When the new MacBook Air was introduced the other day, Steve Jobs stated “we see these as really the next generation of MacBooks. We think all notebooks are going to be like this one day.”
This statement had me pondering yesterday about what I’d like to see in the next MacBook Pro. Some achievable near-term, and some arriving at a little longer outlook.
The things that really distinguish the MacBook Air from the MacBook Pro line, as far as hardware is concerned, are the absence of a hard drive and an optical drive. In substitution, the MacBook Air utilizes a solid-state drive for storage, and forgoes the optical drive entirely, unless you care to purchase a USB-based external optical drive. Apple reduced the price of their external optical drive from $99 to $79 the other day. Also, the MacBook Air (or any recent Mac, for that matter) can also borrow the optical drive from another Mac or PC on the same wireless network, which is pretty neat.

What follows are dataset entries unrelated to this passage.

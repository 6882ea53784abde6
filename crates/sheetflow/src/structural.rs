//! Structural edits: row/column insert and delete, region move
//!
//! One edit runs as a single pass: relocate cell storage and the sheet's
//! tables, rewrite every affected formula AST in place (no re-parsing, so
//! absolute/relative markers survive), rebuild dependency edges, and
//! recalculate. What the edit removed — cells in a deleted span, comments
//! with them, overwritten move targets, prior rule/protection/merge tables,
//! prior formula texts — is captured for undo at pre-edit coordinates.

use crate::command::{Command, StructuralCapture};
use crate::engine::Engine;
use crate::events::ChangeTracker;
use sheetflow_core::{
    translate_position, CellAddress, CellRange, CellValue, Result, ShiftOp, Translation,
};
use sheetflow_formula::{rewrite_expr, CellKey};

impl Engine {
    /// Insert `count` rows before row `at`
    pub fn insert_rows(&mut self, sheet: usize, at: u32, count: u32) -> Result<()> {
        self.structural_command(sheet, ShiftOp::InsertRows { at, count })
    }

    /// Delete `count` rows starting at row `at`
    pub fn delete_rows(&mut self, sheet: usize, at: u32, count: u32) -> Result<()> {
        self.structural_command(sheet, ShiftOp::DeleteRows { at, count })
    }

    /// Insert `count` columns before column `at`
    pub fn insert_cols(&mut self, sheet: usize, at: u16, count: u16) -> Result<()> {
        self.structural_command(sheet, ShiftOp::InsertCols { at, count })
    }

    /// Delete `count` columns starting at column `at`
    pub fn delete_cols(&mut self, sheet: usize, at: u16, count: u16) -> Result<()> {
        self.structural_command(sheet, ShiftOp::DeleteCols { at, count })
    }

    /// Move the cells of `from` so its top-left corner lands on `to`
    /// (drag-move semantics). References elsewhere follow the moved cells;
    /// content previously at the destination is overwritten (and captured
    /// for undo).
    pub fn shift_range(&mut self, sheet: usize, from: &CellRange, to: &CellAddress) -> Result<()> {
        let d_row = to.row as i64 - from.start.row as i64;
        let d_col = to.col as i64 - from.start.col as i64;
        if d_row == 0 && d_col == 0 {
            return Ok(());
        }
        self.structural_command(
            sheet,
            ShiftOp::MoveRegion {
                from: *from,
                d_row,
                d_col,
            },
        )
    }

    fn structural_command(&mut self, sheet: usize, op: ShiftOp) -> Result<()> {
        self.sheet_ref(sheet)?;
        if matches!(
            op,
            ShiftOp::InsertRows { count: 0, .. }
                | ShiftOp::DeleteRows { count: 0, .. }
                | ShiftOp::InsertCols { count: 0, .. }
                | ShiftOp::DeleteCols { count: 0, .. }
        ) {
            return Ok(());
        }

        let mut tracker = ChangeTracker::new();
        let capture = self.apply_structural_edit(sheet, op, &mut tracker);
        self.flush(tracker);
        self.push_command(Command::Structural {
            sheet,
            op,
            capture,
        });
        Ok(())
    }

    /// Run a structural edit forward. Shared by the public entry points and
    /// redo.
    pub(crate) fn apply_structural_edit(
        &mut self,
        sheet_idx: usize,
        op: ShiftOp,
        tracker: &mut ChangeTracker,
    ) -> StructuralCapture {
        // Pre-edit display values of every occupied address on the edited
        // sheet; addresses that become occupied later default to Empty.
        if let Some(ws) = self.workbook.worksheet(sheet_idx) {
            for (row, col, data) in ws.cells() {
                tracker.record(
                    CellKey::new(sheet_idx, row, col),
                    data.value.effective_value().clone(),
                );
            }
        }

        let (prior_rules, prior_protection, prior_merged) = match self.workbook.worksheet(sheet_idx)
        {
            Some(ws) => (
                ws.conditional_formats().to_vec(),
                ws.protection().clone(),
                ws.merged_regions().to_vec(),
            ),
            None => Default::default(),
        };

        // Rewrite formula ASTs everywhere; references qualified to other
        // sheets stay put, everything pointing at the edited sheet adjusts.
        let mut rewritten_formulas = Vec::new();
        let mut new_texts: Vec<(CellKey, String)> = Vec::new();
        {
            let workbook = &self.workbook;
            let locale = self.locale;
            for (key, ast) in self.asts.iter_mut() {
                let own_sheet = key.sheet;
                let changed = rewrite_expr(ast, &op, &|ref_sheet| match ref_sheet {
                    None => own_sheet == sheet_idx,
                    Some(name) => workbook.sheet_index(name) == Some(sheet_idx),
                });
                if changed {
                    let prior_text = workbook
                        .worksheet(key.sheet)
                        .and_then(|ws| ws.cell_at(key.row, key.col))
                        .and_then(|c| c.value.formula_text())
                        .unwrap_or_default()
                        .to_string();
                    rewritten_formulas.push((key.sheet, key.row, key.col, prior_text));
                    new_texts.push((*key, ast.to_formula_text(&locale)));
                }
            }
        }

        // Relocate cells, comments, merged regions, rules, and protection
        let removals = self
            .workbook
            .worksheet_mut(sheet_idx)
            .map(|ws| ws.apply_shift(&op))
            .unwrap_or_default();

        // Remap AST keys for formulas that moved with the edit
        let old_asts = std::mem::take(&mut self.asts);
        for (key, ast) in old_asts {
            if key.sheet != sheet_idx {
                self.asts.insert(key, ast);
                continue;
            }
            match translate_position(key.row, key.col, &op) {
                Translation::Unchanged => {
                    self.asts.insert(key, ast);
                }
                Translation::Shifted((row, col)) => {
                    self.asts.insert(CellKey::new(sheet_idx, row, col), ast);
                }
                Translation::Deleted => {}
            }
        }

        // Regenerated source text lands at the formula's post-edit position
        for (key, text) in new_texts {
            let target = if key.sheet == sheet_idx {
                match translate_position(key.row, key.col, &op) {
                    Translation::Unchanged => Some((key.row, key.col)),
                    Translation::Shifted(pos) => Some(pos),
                    Translation::Deleted => None,
                }
            } else {
                Some((key.row, key.col))
            };
            if let Some((row, col)) = target {
                if let Some(ws) = self.workbook.worksheet_mut(key.sheet) {
                    ws.set_formula_text(row, col, text);
                }
            }
        }

        // Post-edit occupied addresses that were empty before: Empty prior
        if let Some(ws) = self.workbook.worksheet(sheet_idx) {
            for (row, col, _) in ws.cells() {
                tracker.record(CellKey::new(sheet_idx, row, col), CellValue::Empty);
            }
        }

        self.rebuild_graph_from_asts();
        let all: Vec<CellKey> = self.asts.keys().copied().collect();
        self.recalc_cells(all, tracker);

        StructuralCapture {
            removed_cells: removals.cells,
            removed_comments: removals.comments,
            rewritten_formulas,
            prior_rules,
            prior_protection,
            prior_merged,
        }
    }

    /// Reverse a structural edit: inverse shift, then restore everything
    /// the capture holds at its pre-edit coordinates.
    pub(crate) fn undo_structural(
        &mut self,
        sheet_idx: usize,
        op: &ShiftOp,
        capture: &StructuralCapture,
    ) {
        let mut tracker = ChangeTracker::new();

        if let Some(ws) = self.workbook.worksheet(sheet_idx) {
            for (row, col, data) in ws.cells() {
                tracker.record(
                    CellKey::new(sheet_idx, row, col),
                    data.value.effective_value().clone(),
                );
            }
        }

        let inverse = op.inverse();
        if let Some(ws) = self.workbook.worksheet_mut(sheet_idx) {
            let _ = ws.apply_shift(&inverse);

            for (row, col, data) in &capture.removed_cells {
                ws.set_cell_unchecked(*row, *col, data.clone());
            }
            for (row, col, comment) in &capture.removed_comments {
                ws.set_comment_at(*row, *col, comment.clone());
            }

            ws.set_conditional_formats(capture.prior_rules.clone());
            *ws.protection_mut() = capture.prior_protection.clone();
            ws.set_merged_regions(capture.prior_merged.clone());
        }

        for (sheet, row, col, text) in &capture.rewritten_formulas {
            if let Some(ws) = self.workbook.worksheet_mut(*sheet) {
                ws.set_formula_text(*row, *col, text.clone());
            }
        }

        if let Some(ws) = self.workbook.worksheet(sheet_idx) {
            for (row, col, _) in ws.cells() {
                tracker.record(CellKey::new(sheet_idx, row, col), CellValue::Empty);
            }
        }

        // Texts are back to their pre-edit form; derive ASTs and edges from
        // them and recalculate
        self.rebuild_parsed_state();
        let all: Vec<CellKey> = self.asts.keys().copied().collect();
        self.recalc_cells(all, &mut tracker);
        self.flush(tracker);
    }
}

Now, I use a 15-inch MacBook Pro as my computer. It does everything for me. And when I think about it, I rarely use the optical drive. Maybe once or twice every six months. Most software I buy/use is downloadable. Soon that will be the status quo, with the Mac App Store coming soon.
I would gladly give up a built-in optical drive in my MacBook Pro in favor of occasionally needing to plug in an external one. That space in my MacBook Pro could be used for more battery, or even making the entire computer a little thinner and lighter. For the frequency I use it, the optical drive is dead weight.
As for reinstall media, or even new versions of Mac OS X, we’re already seeing the future with the MacBook Air’s USB reinstall drive.
As for the hard drive…that’ll be around a while for MacBook Pros, I imagine. High-capacity SSDs are still too expensive to hedge out a 500 GB hard drive any time soon. But I bet as soon as SSDs are cost-effective at high capacities, the hard drive will get nixed from MacBooks in general.
In the interim, it wouldn’t surprise me if Apple took a “best of both worlds” approach to storage by offering a small SSD on the logic board, along with a hard drive. The idea being that Mac OS X and its bundled apps are stored on the SSD, while user data and other apps are stored on the traditional hard drive. This hybrid drive system would allow for the instant-on advantage for the system, while not sacrificing storage for those that need it. Heck, Seagate already sells a hybrid drive that aims to do such a thing.
The times are changing. I won’t be surprised if Apple retires built-in optical drives from its entire portable line soon. And once SSDs are cost-effective, say farewell to them as well.
I, for one, can’t wait for this future of MacBooks.